The symphony orchestra was performing Beethoven's Ninth. In the piece, there's a long passage, about 20 minutes, during which the bass violinists have nothing to do.

Rather than sit around that whole time looking stupid, some bassists decided to sneak offstage and go to the tavern next door for a quick one.

After slamming several beers in quick succession, one of them looked at his watch and said, "Hey! We need to get back!"

"No need to panic," said a fellow bassist. "I thought we might need some extra time, so I tied the last few pages of the conductor's score together with string. It'll take him a few minutes to get it untangled."

A few moments later they staggered back to the concert hall and took their places in the orchestra. About this time, a member of the audience noticed the conductor seemed a bit edgy and said as much to her companion.
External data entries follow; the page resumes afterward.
//! Tracing subscriber setup.
//!
//! Logs always go to stdout. With `--log-save` they are also written to
//! rolling files under [`DEFAULT_LOGS_PATH`], without ANSI colors.

use std::path::Path;
use std::time::Duration;

use anyhow::{Context, Result};
use tracing_appender::non_blocking::WorkerGuard;
use tracing_appender::rolling::{RollingFileAppender, Rotation};
use tracing_subscriber::layer::SubscriberExt;
use tracing_subscriber::util::SubscriberInitExt;
use tracing_subscriber::{fmt, EnvFilter};

use crate::config::LogsConfig;

/// Directory holding the log files, relative to the working directory.
pub const DEFAULT_LOGS_PATH: &str = "logs";

const LOG_FILE_PREFIX: &str = "keywatch";
const LOG_FILE_SUFFIX: &str = "log";

/// Closest rotation period not longer than `life_span`. Zero keeps a single
/// file.
pub fn rotation_for(life_span: Duration) -> Rotation {
    match life_span.as_secs() {
        0 => Rotation::NEVER,
        1..=3599 => Rotation::MINUTELY,
        3600..=86399 => Rotation::HOURLY,
        _ => Rotation::DAILY,
    }
}

/// Rolling appender writing `keywatch.<date>.log` files into `dir`.
pub fn file_appender(dir: &Path, logs: &LogsConfig) -> Result<RollingFileAppender> {
    RollingFileAppender::builder()
        .rotation(rotation_for(Duration::from_secs(logs.log_file_life_span_in_sec)))
        .filename_prefix(LOG_FILE_PREFIX)
        .filename_suffix(LOG_FILE_SUFFIX)
        .build(dir)
        .with_context(|| format!("creating log files in {}", dir.display()))
}

/// Install the global subscriber. The returned guard flushes the file
/// writer on drop and must live until the application exits.
pub fn init(log_level: &str, save_to_file: Option<&LogsConfig>) -> Result<Option<WorkerGuard>> {
    let filter = EnvFilter::try_new(log_level)
        .with_context(|| format!("invalid log level {log_level:?}"))?;

    let (file_layer, guard) = match save_to_file {
        Some(logs) => {
            let appender = file_appender(Path::new(DEFAULT_LOGS_PATH), logs)?;
            let (writer, guard) = tracing_appender::non_blocking(appender);
            let layer = fmt::layer().with_ansi(false).with_writer(writer);
            (Some(layer), Some(guard))
        }
        None => (None, None),
    };

    tracing_subscriber::registry()
        .with(filter)
        .with(fmt::layer())
        .with(file_layer)
        .try_init()
        .context("installing tracing subscriber")?;

    Ok(guard)
}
"Well, of course," said her companion. "Don't you see? It's the bottom of the Ninth, the score is tied, and the bassists are loaded."
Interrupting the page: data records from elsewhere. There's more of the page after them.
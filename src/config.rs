//! Environment-driven configuration, read fresh on every allocation:
//! placement policy selection and debug scribbling.

use std::env;

/// Name of the environment variable selecting the placement policy.
const ALGORITHM_VAR: &str = "ALLOCATOR_ALGORITHM";
/// Name of the environment variable enabling payload scribbling.
const SCRIBBLE_VAR: &str = "ALLOCATOR_SCRIBBLE";

/// Byte written into freshly returned payloads when scribbling is enabled.
pub(crate) const SCRIBBLE_BYTE: u8 = 0xAA;

/// Free-space placement strategy.
#[derive(Debug, Clone, Copy, PartialEq, Eq)]
pub(crate) enum Policy {
    FirstFit,
    BestFit,
    WorstFit,
}

impl Policy {
    /// Reads [`ALGORITHM_VAR`] from the environment. Unknown or absent
    /// values fall back to [`Policy::FirstFit`].
    pub(crate) fn from_env() -> Self {
        match env::var(ALGORITHM_VAR) {
            Ok(value) => match value.as_str() {
                "first_fit" => Policy::FirstFit,
                "best_fit" => Policy::BestFit,
                "worst_fit" => Policy::WorstFit,
                other => {
                    tracing::warn!(value = other, "unknown ALLOCATOR_ALGORITHM, using first_fit");
                    Policy::FirstFit
                }
            },
            Err(_) => Policy::FirstFit,
        }
    }
}

/// Reads [`SCRIBBLE_VAR`] from the environment: `"1"` enables scribbling,
/// anything else (including unset) disables it.
pub(crate) fn scribble_enabled() -> bool {
    matches!(env::var(SCRIBBLE_VAR), Ok(v) if v == "1")
}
Two Eskimos sitting in a kayak were cold. They lit a fire in the craft and it sank shortly thereafter. This proves once and for all that, "You can't heat your kyak and have it, too!!"


Two boll weevils grew up in South Carolina. One went to Hollywood and became a famous actor. The other stayed behind in the cotton fields and never amounted to much. The second one, naturally, became known as the lesser of two weevils.
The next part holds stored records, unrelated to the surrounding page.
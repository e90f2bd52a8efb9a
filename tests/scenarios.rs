//! End-to-end scenarios, exercised through the public `Allocator` surface.
//!
//! Tests that read `ALLOCATOR_ALGORITHM` share a process-wide environment,
//! so they serialize on `ENV_LOCK` to avoid racing each other.

use std::sync::Mutex;

use regionalloc::Allocator;

static ENV_LOCK: Mutex<()> = Mutex::new(());

fn with_algorithm<T>(value: &str, f: impl FnOnce() -> T) -> T {
    let _guard = ENV_LOCK.lock().unwrap();
    unsafe {
        std::env::set_var("ALLOCATOR_ALGORITHM", value);
    }
    let result = f();
    unsafe {
        std::env::remove_var("ALLOCATOR_ALGORITHM");
    }
    result
}

#[test]
fn three_allocations_leave_a_trailing_free_block() {
    with_algorithm("first_fit", || {
        let allocator = Allocator::new();

        let p1 = allocator.allocate(16);
        let p2 = allocator.allocate(16);
        let p3 = allocator.allocate(16);
        assert!(!p1.is_null() && !p2.is_null() && !p3.is_null());

        // Three small allocations from one fresh region leave at least one
        // more block behind: the freshly-split trailing free remainder.
        assert!(allocator.block_count() >= 4);

        allocator.free(p1);
        allocator.free(p2);
        allocator.free(p3);
        assert!(allocator.is_empty());
    });
}

#[test]
fn fit_policies_diverge_over_two_live_free_blocks() {
    // Two free blocks of different sizes must not be adjacent, since
    // adjacent free blocks always coalesce into one; a used block is kept
    // between them so both survive independently.
    let allocator = Allocator::new();

    let small_slot = with_algorithm("first_fit", || allocator.allocate(50));
    let keep_used = with_algorithm("first_fit", || allocator.allocate(64));
    let large_slot = with_algorithm("first_fit", || allocator.allocate(200));
    allocator.free(small_slot);
    allocator.free(large_slot);

    let first = with_algorithm("first_fit", || allocator.allocate(40));
    allocator.free(first);
    let first_again = with_algorithm("first_fit", || allocator.allocate(40));
    assert_eq!(first, first_again);
    allocator.free(first_again);

    let best = with_algorithm("best_fit", || allocator.allocate(40));
    allocator.free(best);

    let worst = with_algorithm("worst_fit", || allocator.allocate(40));

    // first/best-fit both land in the smaller of the two free slots;
    // worst-fit must land in the larger one.
    assert_eq!(first, best);
    assert_ne!(first, worst);

    allocator.free(worst);
    allocator.free(keep_used);
    assert!(allocator.is_empty());
}

#[test]
fn split_is_refused_when_suffix_too_small() {
    let allocator = Allocator::new();

    // Pin both neighbors of `b` as permanently used, so freeing `b` alone
    // leaves it as a standalone free block of exactly 120 bytes (20 byte
    // payload + 100 byte header, already 8-aligned) instead of merging
    // back into a larger span.
    let a = allocator.allocate(8);
    let b = allocator.allocate(20);
    let c = allocator.allocate(8);
    allocator.free(b);

    let block_count_before = allocator.block_count();

    // Request 4 bytes -> aligned target 104. Suffix would be 120-104=16,
    // below the minimum splittable suffix, so the split must be refused
    // and the whole 120-byte block reused as-is.
    let reused = allocator.allocate(4);
    assert_eq!(reused, b);
    assert_eq!(allocator.block_count(), block_count_before);

    allocator.free(reused);
    allocator.free(a);
    allocator.free(c);
    assert!(allocator.is_empty());
}

#[test]
fn full_coalesce_unmaps_the_region() {
    let allocator = Allocator::new();

    let a = allocator.allocate(256);
    let b = allocator.allocate(256);
    let c = allocator.allocate(256);

    allocator.free(a);
    allocator.free(c);
    allocator.free(b);

    assert!(allocator.is_empty());
}

#[test]
fn cross_region_merge_is_forbidden() {
    let allocator = Allocator::new();

    // Large enough that each allocation forces its own region, leaving
    // only a small page-alignment remainder behind in each, far too
    // small to satisfy the probe allocation below by itself.
    const BIG: usize = 64 * 1024 * 1024;
    const PROBE: usize = 32 * 1024 * 1024;

    let a = allocator.allocate(BIG);
    let b = allocator.allocate(BIG);
    assert!(!a.is_null() && !b.is_null());

    let count_before_free = allocator.block_count();

    // Freeing `b` fully frees and unmaps its own region. Its neighbor in
    // the global list, `a`'s leftover remainder, must not absorb any of
    // that released space.
    allocator.free(b);

    // `a`'s remainder alone cannot satisfy PROBE, so a correct
    // implementation must map a fresh third region for it. If the
    // just-released region had illegally merged into `a`'s free
    // remainder instead of being unmapped outright, PROBE would fit
    // there and no new region would be needed.
    let probe = allocator.allocate(PROBE);
    assert!(!probe.is_null());

    // A fresh region was mapped for the probe (one new used block plus
    // its own free remainder), exactly replacing the two blocks that
    // `free(b)` released: the block count returns to what it was before
    // `b` was freed. A cross-region merge would instead have grown `a`'s
    // remainder large enough to satisfy PROBE by splitting it in place,
    // leaving the count one short of `count_before_free`.
    assert_eq!(allocator.block_count(), count_before_free);

    allocator.free(a);
    allocator.free(probe);
    assert!(allocator.is_empty());
}

#[test]
fn resize_identity_preserves_bytes() {
    let allocator = Allocator::new();
    let p = allocator.allocate(48);
    unsafe {
        for i in 0..48u8 {
            *p.add(i as usize) = i;
        }
    }

    let resized = allocator.resize(p, 48);
    assert!(!resized.is_null());
    unsafe {
        for i in 0..48u8 {
            assert_eq!(*resized.add(i as usize), i);
        }
    }
    allocator.free(resized);
}

#[test]
fn scribble_fills_fresh_payload_with_0xaa() {
    let _guard = ENV_LOCK.lock().unwrap();
    unsafe {
        std::env::set_var("ALLOCATOR_SCRIBBLE", "1");
    }

    let allocator = Allocator::new();
    let p = allocator.allocate(32);
    assert!(!p.is_null());
    unsafe {
        for i in 0..32 {
            assert_eq!(*p.add(i), 0xAA);
        }
    }
    allocator.free(p);

    unsafe {
        std::env::remove_var("ALLOCATOR_SCRIBBLE");
    }
}

#[test]
fn free_null_is_idempotent_no_op() {
    let allocator = Allocator::new();
    allocator.free(std::ptr::null_mut());
    allocator.free(std::ptr::null_mut());
    assert!(allocator.is_empty());
}

#[test]
fn named_allocate_truncates_long_labels() {
    let allocator = Allocator::new();
    let long_name = "x".repeat(80);
    let p = allocator.named_allocate(16, &long_name);
    assert!(!p.is_null());
    allocator.free(p);
}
A three-legged dog walks into a saloon in the Old West. He slides up to the bar and announces: "I'm looking for the man who shot my paw."


Did you hear about the Buddhist who refused his dentist's Novocain during root canal work? He wanted to transcend dental medication.


A group of chess enthusiasts checked into a hotel and were standing in the lobby discussing their recent tournament victories. about an hour, the manager came out of the office and asked them to disperse. "But why?" they asked, as they moved off. "Because," he said, "I can't stand chess Nuts boasting in an open foyer."


A woman has twins, and gives them up for adoption. One of them goes to a family in Egypt and is named "Amal." The other goes to a family in Spain; they named him "Juan." Years later, Juan sends a picture of himself to his mom. Upon receiving the picture, she tells her husband that she wishes she also had a picture of Amal. Her husband responds, "But they are twins - if you've seen Juan, you've seen Amal."


A woman marries a traveling salesman. He's a nice guy, but he's never at home. She is very lonely, so she decides to have him cloned. This way when the original is gone, the clone can take his place. There is only one problem. He curses all the time. At first she thought she could take it, but it soon became tiresome and sometimes really embarrasing. Finally,she can stand no more, so she pushes him down an elevator shaft to this death. The District Attorney couldn't decide what do do, because there was no precident for such a case. He could not arrest the woman for murder since the clone was not the real person, and was only a copy. Finally he decided to charge the woman with making an obscene clone fall.


There was a man who entered a local paper's pun contest. He sent in ten different puns, in the hope that at least one of the puns would Unfortunately, no pun in ten did.


These friars were behind on their belfry payments, so they opened up a small florist shop to raise the funds. Since everyone liked to buy flowers from the "men of God", the rival florist across town thought the competition was unfair. He asked the good fathers to close down, but they would not. Then he went and asked his mother to go and ask the friars to get out of the florist business. They ignored her, too, so the rival florist hired Hugh MacTaggart, the roughest and most vicious thug in town to "persuade" the friars to quit. Hugh beat up the friars and trashed their store, saying that they had to quit their florist business. Terrified, they did so, thereby proving that Hugh, and only Hugh, can prevent Florist Friars.


A neutron goes into a bar and asks the bartender, "How much for a beer?" The bartender replies, "For you, no charge!!"


Two atoms are walking down the street and they run into each other.
One says to the other, "Are you all right?"
The other one says, "No, I lost an electron".
The first atom says, "Are you sure?"
The other one says, "Yes, I'm positive!!"